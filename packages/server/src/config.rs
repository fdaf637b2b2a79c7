//! Server configuration.

use std::time::Duration;

use crate::domain::DEFAULT_HISTORY_CAPACITY;

/// Default port, matching the port the browser client expects.
pub const DEFAULT_PORT: u16 = 3000;

/// Default recovery window after a transport loss (2 minutes).
pub const DEFAULT_RECOVERY_WINDOW: Duration = Duration::from_secs(120);

/// Limits and timings of the broadcast hub and the lifecycle manager.
#[derive(Debug, Clone, PartialEq, Eq)]
pub struct HubConfig {
    /// Number of messages kept per room for replay on join
    pub history_capacity: usize,
    /// Message bodies longer than this (in characters) are truncated
    pub max_body_chars: usize,
    /// Sender names longer than this (in characters) are truncated
    pub max_sender_chars: usize,
    /// How long a session survives a transport loss; zero disables recovery
    pub recovery_window: Duration,
    /// Events kept for a recovering session before the oldest are dropped
    pub max_parked_events: usize,
}

impl Default for HubConfig {
    fn default() -> Self {
        Self {
            history_capacity: DEFAULT_HISTORY_CAPACITY,
            max_body_chars: 500,
            max_sender_chars: 30,
            recovery_window: DEFAULT_RECOVERY_WINDOW,
            max_parked_events: 256,
        }
    }
}

/// Process-level configuration.
#[derive(Debug, Clone, PartialEq, Eq)]
pub struct ServerConfig {
    pub host: String,
    pub port: u16,
    pub hub: HubConfig,
}

impl Default for ServerConfig {
    fn default() -> Self {
        Self {
            host: "0.0.0.0".to_string(),
            port: DEFAULT_PORT,
            hub: HubConfig::default(),
        }
    }
}
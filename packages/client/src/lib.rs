//! Terminal client for the study-room chat.
//!
//! The [`synchronizer`] keeps the optimistic local view consistent with what the
//! server confirmed; [`session`] and [`runner`] move frames between it, the
//! socket and the terminal, reconnecting when the connection drops.

pub mod config;
pub mod domain;
pub mod error;
pub mod formatter;
pub mod runner;
pub mod session;
pub mod synchronizer;
mod ui;

pub use config::ClientConfig;
pub use error::ClientError;
pub use runner::run_client;
pub use synchronizer::Synchronizer;
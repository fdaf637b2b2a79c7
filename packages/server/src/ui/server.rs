//! Server execution logic.

use std::{sync::Arc, time::Instant};

use axum::{Router, routing::get};
use tokio::net::TcpListener;
use tower_http::trace::TraceLayer;

use crate::usecase::HubHandle;

use super::{
    handler::{get_room_detail, get_rooms, health_check, websocket_handler},
    signal::shutdown_signal,
    state::AppState,
};

/// Study-room chat server
///
/// # Example
///
/// ```ignore
/// let (hub, _dispatcher) = Dispatcher::spawn(config.hub.clone(), pusher, clock);
/// Server::new(hub).run(&config.host, config.port).await?;
/// ```
pub struct Server {
    /// ディスパッチャへの送信口
    hub: HubHandle,
}

impl Server {
    pub fn new(hub: HubHandle) -> Self {
        Self { hub }
    }

    /// ルーティングの定義
    pub fn router(&self) -> Router {
        let app_state = Arc::new(AppState {
            hub: self.hub.clone(),
            started_at: Instant::now(),
        });

        Router::new()
            // WebSocket エンドポイント
            .route("/ws", get(websocket_handler))
            // HTTP エンドポイント
            .route("/health", get(health_check))
            .route("/api/rooms", get(get_rooms))
            .route("/api/rooms/{room_key}", get(get_room_detail))
            .layer(TraceLayer::new_for_http())
            .with_state(app_state)
    }

    /// Bind to `host:port` and serve until a shutdown signal arrives.
    ///
    /// # Errors
    ///
    /// Returns an error if the server fails to bind to the specified address or
    /// if there's an error during server execution.
    pub async fn run(self, host: &str, port: u16) -> Result<(), Box<dyn std::error::Error>> {
        let bind_addr = format!("{}:{}", host, port);
        let listener = TcpListener::bind(&bind_addr).await?;
        self.serve(listener).await?;
        Ok(())
    }

    /// Serve on an already bound listener (tests bind to port 0).
    pub async fn serve(self, listener: TcpListener) -> std::io::Result<()> {
        let local_addr = listener.local_addr()?;
        tracing::info!("Study-room chat server listening on {}", local_addr);
        tracing::info!("Connect to: ws://{}/ws", local_addr);
        tracing::info!("Press Ctrl+C to shutdown gracefully");

        axum::serve(listener, self.router())
            .with_graceful_shutdown(shutdown_signal())
            .await?;

        tracing::info!("Server shutdown complete");
        Ok(())
    }
}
☆ ☆ ☆ ☆ ☆
Directions for this task
A line belongs in the answer if it contains the word "configuration"; copy every such line from the data above.

Expected output
//! Server configuration.
/// Process-level configuration.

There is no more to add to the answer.